Work to be completed => Once the line containing "let wall: Vec<TileId>" is found in the entries below, restate it and each following line word for word, stopping after the line containing "assert!(masked.players[0].hand.iter().all(|&id| id == BLANK));".

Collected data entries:
══════════════════════════════

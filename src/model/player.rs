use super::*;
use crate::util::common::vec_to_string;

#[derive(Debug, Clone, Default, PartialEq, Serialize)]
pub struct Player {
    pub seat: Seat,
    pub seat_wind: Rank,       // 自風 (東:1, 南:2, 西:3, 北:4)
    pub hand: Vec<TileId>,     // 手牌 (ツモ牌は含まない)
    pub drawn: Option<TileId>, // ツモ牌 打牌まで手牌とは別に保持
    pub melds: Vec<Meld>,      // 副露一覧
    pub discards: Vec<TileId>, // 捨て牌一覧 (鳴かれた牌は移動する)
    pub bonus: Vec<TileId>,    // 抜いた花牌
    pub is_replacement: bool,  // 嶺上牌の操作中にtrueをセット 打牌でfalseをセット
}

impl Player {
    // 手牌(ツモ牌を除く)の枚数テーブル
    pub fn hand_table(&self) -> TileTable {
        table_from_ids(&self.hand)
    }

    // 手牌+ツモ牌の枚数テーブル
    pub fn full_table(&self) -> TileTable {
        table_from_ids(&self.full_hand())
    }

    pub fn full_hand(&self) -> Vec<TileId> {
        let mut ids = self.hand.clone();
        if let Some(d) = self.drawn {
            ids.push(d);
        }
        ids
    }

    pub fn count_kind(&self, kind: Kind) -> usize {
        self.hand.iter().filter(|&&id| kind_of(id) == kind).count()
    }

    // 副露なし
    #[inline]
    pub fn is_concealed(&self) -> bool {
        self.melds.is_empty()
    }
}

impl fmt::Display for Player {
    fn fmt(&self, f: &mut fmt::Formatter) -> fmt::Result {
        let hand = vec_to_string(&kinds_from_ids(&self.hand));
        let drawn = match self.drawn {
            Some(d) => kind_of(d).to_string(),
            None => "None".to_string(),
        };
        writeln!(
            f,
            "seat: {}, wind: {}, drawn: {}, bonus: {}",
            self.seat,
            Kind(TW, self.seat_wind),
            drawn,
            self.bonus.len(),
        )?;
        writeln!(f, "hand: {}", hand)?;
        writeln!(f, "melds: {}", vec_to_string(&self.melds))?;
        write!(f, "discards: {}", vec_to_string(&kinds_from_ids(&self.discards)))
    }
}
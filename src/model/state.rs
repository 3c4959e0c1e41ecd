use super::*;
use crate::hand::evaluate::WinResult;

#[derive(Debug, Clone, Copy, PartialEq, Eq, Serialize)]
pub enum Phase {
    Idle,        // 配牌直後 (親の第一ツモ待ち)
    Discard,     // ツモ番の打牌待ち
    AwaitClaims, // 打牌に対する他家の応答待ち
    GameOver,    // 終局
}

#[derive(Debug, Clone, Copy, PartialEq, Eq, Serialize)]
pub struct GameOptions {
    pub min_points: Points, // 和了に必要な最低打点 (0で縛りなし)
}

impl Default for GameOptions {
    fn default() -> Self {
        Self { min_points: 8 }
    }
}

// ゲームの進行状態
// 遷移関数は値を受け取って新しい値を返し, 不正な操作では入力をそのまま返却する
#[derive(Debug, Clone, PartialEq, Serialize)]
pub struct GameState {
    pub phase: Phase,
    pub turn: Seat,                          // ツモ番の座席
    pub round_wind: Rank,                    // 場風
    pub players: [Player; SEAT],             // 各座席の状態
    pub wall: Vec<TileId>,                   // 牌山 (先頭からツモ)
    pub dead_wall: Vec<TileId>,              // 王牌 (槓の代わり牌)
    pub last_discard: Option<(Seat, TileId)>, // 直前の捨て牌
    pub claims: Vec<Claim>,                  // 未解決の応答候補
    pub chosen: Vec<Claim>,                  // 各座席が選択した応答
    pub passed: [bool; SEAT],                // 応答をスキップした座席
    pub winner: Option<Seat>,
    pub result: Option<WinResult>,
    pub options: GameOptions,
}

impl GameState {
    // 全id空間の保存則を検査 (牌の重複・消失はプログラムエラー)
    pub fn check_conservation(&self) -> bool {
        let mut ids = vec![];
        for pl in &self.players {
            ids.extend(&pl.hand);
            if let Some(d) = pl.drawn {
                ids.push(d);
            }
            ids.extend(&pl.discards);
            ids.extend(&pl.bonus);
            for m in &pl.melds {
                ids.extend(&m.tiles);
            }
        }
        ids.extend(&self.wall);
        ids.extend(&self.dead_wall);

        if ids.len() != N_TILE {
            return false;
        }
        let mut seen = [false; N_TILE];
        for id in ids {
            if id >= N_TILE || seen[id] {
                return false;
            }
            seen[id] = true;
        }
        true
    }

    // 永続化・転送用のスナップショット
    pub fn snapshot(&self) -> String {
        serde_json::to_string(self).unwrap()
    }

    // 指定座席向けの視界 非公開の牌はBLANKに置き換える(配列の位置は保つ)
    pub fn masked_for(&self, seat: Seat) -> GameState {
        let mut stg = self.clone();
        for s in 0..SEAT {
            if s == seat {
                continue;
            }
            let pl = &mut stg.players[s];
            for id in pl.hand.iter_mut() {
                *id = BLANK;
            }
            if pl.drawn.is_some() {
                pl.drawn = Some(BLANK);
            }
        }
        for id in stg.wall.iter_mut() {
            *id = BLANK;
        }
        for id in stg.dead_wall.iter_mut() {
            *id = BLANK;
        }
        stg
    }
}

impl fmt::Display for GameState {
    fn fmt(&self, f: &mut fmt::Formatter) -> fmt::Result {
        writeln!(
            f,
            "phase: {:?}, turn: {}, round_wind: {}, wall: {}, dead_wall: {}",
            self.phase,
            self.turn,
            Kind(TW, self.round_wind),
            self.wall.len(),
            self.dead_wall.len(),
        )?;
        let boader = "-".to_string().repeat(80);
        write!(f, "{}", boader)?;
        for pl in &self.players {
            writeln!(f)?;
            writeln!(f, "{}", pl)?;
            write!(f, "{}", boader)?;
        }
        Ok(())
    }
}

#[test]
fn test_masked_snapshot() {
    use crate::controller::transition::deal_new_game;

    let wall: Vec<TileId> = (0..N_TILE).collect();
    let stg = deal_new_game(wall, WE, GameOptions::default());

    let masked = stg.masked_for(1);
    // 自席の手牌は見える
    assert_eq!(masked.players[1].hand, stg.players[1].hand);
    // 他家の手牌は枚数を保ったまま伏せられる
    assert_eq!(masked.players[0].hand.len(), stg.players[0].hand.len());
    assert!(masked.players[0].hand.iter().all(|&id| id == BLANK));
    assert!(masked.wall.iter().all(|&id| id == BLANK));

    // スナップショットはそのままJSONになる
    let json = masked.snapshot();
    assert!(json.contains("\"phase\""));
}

══════════════════════════════

Completed exercise =>
    let wall: Vec<TileId> = (0..N_TILE).collect();
    let stg = deal_new_game(wall, WE, GameOptions::default());

    let masked = stg.masked_for(1);
    // 自席の手牌は見える
    assert_eq!(masked.players[1].hand, stg.players[1].hand);
    // 他家の手牌は枚数を保ったまま伏せられる
    assert_eq!(masked.players[0].hand.len(), stg.players[0].hand.len());
    assert!(masked.players[0].hand.iter().all(|&id| id == BLANK));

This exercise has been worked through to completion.